Or how about a fucking scientist?

Robert F Kennedy, Jr. was recently tapped to lead a commission on vaccine safety.

Good news, everybody: President-elect Donald Trump has reportedly asked Robert F. Kennedy, Jr to chair a federal commission on “vaccine safety and scientific integrity.” In addition to being one of the original Robert F. Kennedy’s 11 children, RFK Jr. is an activist who believes vaccines cause autism—an idea that has been roundly rejected by scientists and doctors, found to have no merit in dozens of experimental trials, and traced to one article published in Lancet 20 years ago and subsequently retracted. But what do scientists know? How many of them are Kennedys?
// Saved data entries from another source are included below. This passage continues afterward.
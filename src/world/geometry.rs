//! Immutable per-entity geometry: sanitized, date-line unwrapped polygons
//! with bounds, centroid and adjacency.
//!
//! A store is built once per world load (or per LOD tier fetch) and carries a
//! generation number so downstream caches can tell when it was replaced.

use ahash::AHashMap;
use geo::{BoundingRect, Centroid, Contains};
use geo_types::{Coord, LineString, MultiPolygon, Point, Polygon, Rect};
use std::sync::atomic::{AtomicU64, Ordering};

use crate::core::types::{EntityId, GeoCoord};
use crate::world::entity::GeographicEntity;

static NEXT_GENERATION: AtomicU64 = AtomicU64::new(1);

fn next_generation() -> u64 {
    NEXT_GENERATION.fetch_add(1, Ordering::Relaxed)
}

/// Shift longitudes by multiples of 360 so consecutive vertices differ by at
/// most 180 degrees. Returns true if any vertex moved.
pub fn unwrap_ring(coords: &mut [Coord<f64>]) -> bool {
    let mut changed = false;
    for i in 1..coords.len() {
        let prev = coords[i - 1].x;
        let mut lon = coords[i].x;
        while lon - prev > 180.0 {
            lon -= 360.0;
        }
        while lon - prev < -180.0 {
            lon += 360.0;
        }
        if lon != coords[i].x {
            coords[i].x = lon;
            changed = true;
        }
    }
    changed
}

/// Largest absolute longitude step between consecutive vertices.
pub fn max_lon_step(coords: &[Coord<f64>]) -> f64 {
    coords
        .windows(2)
        .map(|w| (w[1].x - w[0].x).abs())
        .fold(0.0, f64::max)
}

fn unwrap_line(line: &LineString<f64>) -> LineString<f64> {
    let mut coords = line.0.clone();
    unwrap_ring(&mut coords);
    // A ring that does not close after unwrapping encircles a pole; unwrapping
    // would open it, so it is kept as supplied.
    if let (Some(first), Some(last)) = (coords.first(), coords.last()) {
        if (first.x - last.x).abs() > 180.0 {
            return line.clone();
        }
    }
    LineString::new(coords)
}

/// Unwrap every ring; holes are shifted next to their exterior.
pub fn unwrap_polygon(polygon: &Polygon<f64>) -> Polygon<f64> {
    let exterior = unwrap_line(polygon.exterior());
    let anchor = exterior.0.first().map(|c| c.x).unwrap_or(0.0);
    let interiors = polygon
        .interiors()
        .iter()
        .map(|hole| {
            let mut hole = unwrap_line(hole);
            if let Some(first) = hole.0.first() {
                let shift = ((anchor - first.x) / 360.0).round() * 360.0;
                if shift != 0.0 {
                    for c in hole.0.iter_mut() {
                        c.x += shift;
                    }
                }
            }
            hole
        })
        .collect();
    Polygon::new(exterior, interiors)
}

pub fn unwrap_multipolygon(shape: &MultiPolygon<f64>) -> MultiPolygon<f64> {
    MultiPolygon::new(shape.iter().map(unwrap_polygon).collect())
}

fn ring_is_usable(line: &LineString<f64>) -> bool {
    line.0.len() >= 4
        && line
            .0
            .iter()
            .all(|c| c.x.is_finite() && c.y.is_finite() && (-90.0..=90.0).contains(&c.y))
}

/// Drop parts and holes that cannot be drawn. `None` when nothing remains.
pub fn sanitize(shape: &MultiPolygon<f64>) -> Option<MultiPolygon<f64>> {
    let polygons: Vec<Polygon<f64>> = shape
        .iter()
        .filter(|p| ring_is_usable(p.exterior()))
        .map(|p| {
            let holes = p.interiors().iter().filter(|h| ring_is_usable(h)).cloned().collect();
            Polygon::new(p.exterior().clone(), holes)
        })
        .collect();
    if polygons.is_empty() {
        None
    } else {
        Some(MultiPolygon::new(polygons))
    }
}

/// Input record for building a store: a game entity or an LOD tier feature.
#[derive(Debug, Clone)]
pub struct GeometryFeature {
    pub id: EntityId,
    pub shape: Option<MultiPolygon<f64>>,
    pub centroid: Option<GeoCoord>,
    pub neighbors: Vec<EntityId>,
    /// Entity (or group) this feature belongs to, for tiers other than the entity tier.
    pub parent: Option<EntityId>,
}

impl GeometryFeature {
    pub fn new(id: EntityId, shape: Option<MultiPolygon<f64>>) -> Self {
        Self {
            id,
            shape,
            centroid: None,
            neighbors: Vec::new(),
            parent: None,
        }
    }

    pub fn with_parent(mut self, parent: EntityId) -> Self {
        self.parent = Some(parent);
        self
    }
}

impl From<&GeographicEntity> for GeometryFeature {
    fn from(entity: &GeographicEntity) -> Self {
        Self {
            id: entity.id.clone(),
            shape: entity.geometry.clone(),
            centroid: entity.centroid,
            neighbors: entity.neighbors.clone(),
            parent: entity.group.clone(),
        }
    }
}

/// Preprocessed geometry of one feature.
#[derive(Debug, Clone)]
pub struct EntityGeometry {
    pub id: EntityId,
    /// `None` for missing or malformed geometry: skipped by drawing and hit-testing.
    pub shape: Option<MultiPolygon<f64>>,
    pub bounds: Option<Rect<f64>>,
    pub centroid: GeoCoord,
    pub neighbors: Vec<EntityId>,
    pub parent: Option<EntityId>,
    pub vertex_count: usize,
}

impl EntityGeometry {
    fn build(feature: GeometryFeature) -> Self {
        let shape = match feature.shape.as_ref().and_then(sanitize) {
            Some(clean) => Some(unwrap_multipolygon(&clean)),
            None => {
                tracing::warn!("Skipping geometry for {}: missing or malformed", feature.id);
                None
            }
        };
        let bounds = shape.as_ref().and_then(|s| s.bounding_rect());
        let centroid = feature
            .centroid
            .filter(GeoCoord::is_valid)
            .or_else(|| {
                shape
                    .as_ref()
                    .and_then(|s| s.centroid())
                    .map(|p| GeoCoord::new(p.x(), p.y()).normalized())
            })
            .unwrap_or_default();
        let vertex_count = shape
            .as_ref()
            .map(|s| {
                s.iter()
                    .map(|p| p.exterior().0.len() + p.interiors().iter().map(|h| h.0.len()).sum::<usize>())
                    .sum()
            })
            .unwrap_or(0);

        Self {
            id: feature.id,
            shape,
            bounds,
            centroid,
            neighbors: feature.neighbors,
            parent: feature.parent,
            vertex_count,
        }
    }

    /// Point-in-polygon test honoring holes and multiple parts. Date-line
    /// geometry is unwrapped past ±180, so the point is also tried shifted by 360.
    pub fn contains(&self, coord: GeoCoord) -> bool {
        let (Some(shape), Some(bounds)) = (&self.shape, &self.bounds) else {
            return false;
        };
        [0.0, 360.0, -360.0].iter().any(|shift| {
            let lon = coord.lon + shift;
            let min = bounds.min();
            let max = bounds.max();
            if lon < min.x || lon > max.x || coord.lat < min.y || coord.lat > max.y {
                return false;
            }
            shape.contains(&Point::new(lon, coord.lat))
        })
    }
}

/// All geometry for one feature set (entity tier or one LOD tier).
#[derive(Debug, Clone, Default)]
pub struct GeometryStore {
    entries: Vec<EntityGeometry>,
    index: AHashMap<EntityId, usize>,
    generation: u64,
}

impl GeometryStore {
    pub fn from_features(features: impl IntoIterator<Item = GeometryFeature>) -> Self {
        let entries: Vec<EntityGeometry> = features.into_iter().map(EntityGeometry::build).collect();
        let index = entries
            .iter()
            .enumerate()
            .map(|(i, e)| (e.id.clone(), i))
            .collect();
        let store = Self {
            entries,
            index,
            generation: next_generation(),
        };
        tracing::debug!(
            "Built geometry store gen {}: {} features, {} vertices",
            store.generation,
            store.entries.len(),
            store.total_vertices()
        );
        store
    }

    pub fn from_entities(entities: &[GeographicEntity]) -> Self {
        Self::from_features(entities.iter().map(GeometryFeature::from))
    }

    pub fn get(&self, id: &EntityId) -> Option<&EntityGeometry> {
        self.index.get(id).map(|&i| &self.entries[i])
    }

    pub fn index_of(&self, id: &EntityId) -> Option<usize> {
        self.index.get(id).copied()
    }

    pub fn entry(&self, index: usize) -> Option<&EntityGeometry> {
        self.entries.get(index)
    }

    pub fn iter(&self) -> impl Iterator<Item = &EntityGeometry> {
        self.entries.iter()
    }

    pub fn len(&self) -> usize {
        self.entries.len()
    }

    pub fn is_empty(&self) -> bool {
        self.entries.is_empty()
    }

    /// Unique per constructed store; never zero.
    pub fn generation(&self) -> u64 {
        self.generation
    }

    pub fn total_vertices(&self) -> usize {
        self.entries.iter().map(|e| e.vertex_count).sum()
    }
}
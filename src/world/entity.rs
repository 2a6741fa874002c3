//! Entity, faction and diplomacy records supplied by the turn engine.
//!
//! The renderer never mutates these except through the ownership update
//! path on [`crate::world::WorldSnapshot`].

use geo_types::MultiPolygon;
use serde::{Deserialize, Serialize};

use crate::core::types::{EntityId, FactionId, GeoCoord};
use crate::theme::Color;

/// Numeric attributes used only for display thresholds.
#[derive(Debug, Clone, Copy, Default, PartialEq, Serialize, Deserialize)]
#[serde(default)]
pub struct EntityAttributes {
    pub population: u64,
    pub defense: f32,
    pub economy: f32,
    pub technology: f32,
}

/// A settlement drawn as a marker once the camera is close enough.
#[derive(Debug, Clone, PartialEq, Serialize, Deserialize)]
pub struct City {
    pub name: String,
    pub coord: GeoCoord,
    #[serde(default)]
    pub population: u64,
    #[serde(default)]
    pub capital: bool,
}

/// One country or province.
#[derive(Debug, Clone)]
pub struct GeographicEntity {
    pub id: EntityId,
    pub name: String,
    /// Raw geometry as supplied; `None` when missing or unparseable.
    pub geometry: Option<MultiPolygon<f64>>,
    /// Precomputed centroid; derived from geometry when absent.
    pub centroid: Option<GeoCoord>,
    pub neighbors: Vec<EntityId>,
    pub owner: Option<FactionId>,
    pub base_color: Color,
    pub attributes: EntityAttributes,
    /// Higher-level grouping (e.g. the country a province belongs to).
    pub group: Option<EntityId>,
    pub cities: Vec<City>,
}

impl GeographicEntity {
    /// Minimal neutral entity, mostly for tests and procedural worlds.
    pub fn new(id: impl Into<String>, name: impl Into<String>, geometry: MultiPolygon<f64>) -> Self {
        Self {
            id: EntityId::new(id),
            name: name.into(),
            geometry: Some(geometry),
            centroid: None,
            neighbors: Vec::new(),
            owner: None,
            base_color: Color::NEUTRAL_GRAY,
            attributes: EntityAttributes::default(),
            group: None,
            cities: Vec::new(),
        }
    }

    pub fn with_owner(mut self, owner: impl Into<String>) -> Self {
        self.owner = Some(FactionId::new(owner));
        self
    }

    pub fn with_neighbors(mut self, neighbors: &[&str]) -> Self {
        self.neighbors = neighbors.iter().map(|n| EntityId::from(*n)).collect();
        self
    }

    pub fn with_group(mut self, group: impl Into<String>) -> Self {
        self.group = Some(EntityId::new(group));
        self
    }

    pub fn with_population(mut self, population: u64) -> Self {
        self.attributes.population = population;
        self
    }
}

/// Higher-level grouping of entities (e.g. a country made of provinces),
/// drawn as one region at the coarsest level of detail.
#[derive(Debug, Clone)]
pub struct EntityGroup {
    pub id: EntityId,
    pub name: String,
    /// Outline of the whole group. When absent the members' parts are drawn together.
    pub geometry: Option<MultiPolygon<f64>>,
}

impl EntityGroup {
    pub fn new(id: impl Into<String>, name: impl Into<String>) -> Self {
        Self {
            id: EntityId::new(id),
            name: name.into(),
            geometry: None,
        }
    }
}

/// A playable or AI faction.
#[derive(Debug, Clone, PartialEq, Serialize, Deserialize)]
pub struct Faction {
    pub id: FactionId,
    pub name: String,
    pub color: Color,
}

impl Faction {
    pub fn new(id: impl Into<String>, name: impl Into<String>, color: Color) -> Self {
        Self {
            id: FactionId::new(id),
            name: name.into(),
            color,
        }
    }
}

/// Relationship between two factions, used only for border styling.
#[derive(Debug, Clone, Copy, PartialEq, Eq, Hash, Default, Serialize, Deserialize)]
#[serde(rename_all = "lowercase")]
pub enum RelationKind {
    #[default]
    Neutral,
    Friendly,
    Allied,
    Hostile,
    War,
}

impl RelationKind {
    /// Overlay precedence when an entity borders several related factions.
    /// Zero means no overlay is drawn.
    pub fn overlay_priority(&self) -> u8 {
        match self {
            Self::Neutral | Self::Friendly => 0,
            Self::Allied => 1,
            Self::Hostile => 2,
            Self::War => 3,
        }
    }
}

/// Unordered faction pair with a relationship kind.
#[derive(Debug, Clone, PartialEq, Serialize, Deserialize)]
pub struct DiplomaticRelation {
    pub a: FactionId,
    pub b: FactionId,
    pub kind: RelationKind,
}

impl DiplomaticRelation {
    pub fn new(a: impl Into<String>, b: impl Into<String>, kind: RelationKind) -> Self {
        Self {
            a: FactionId::new(a),
            b: FactionId::new(b),
            kind,
        }
    }
}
Fucking none, that’s how many—not one Kennedy has become a scientist, because science sucks. It’s not because they couldn’t do it. Why, RFK Jr. himself went to Harvard, even after he flunked out of Milbrook. He’s just naturally right about things, the same way he is naturally rich: by being a Kennedy. I quote the Washington Post:

“President-elect Trump has some doubts about the current vaccine policies, and he has questions about it,” Kennedy said. “His opinion doesn’t matter, but the science does matter, and we ought to be reading the science, and we ought to be debating the science.”

Yeah, when are people going to start reading and debating science? We’ve left the science behind vaccines to doctors and scientists for too long. It’s time to get some famous rich people in there to straighten this out and decide whether polio should come back.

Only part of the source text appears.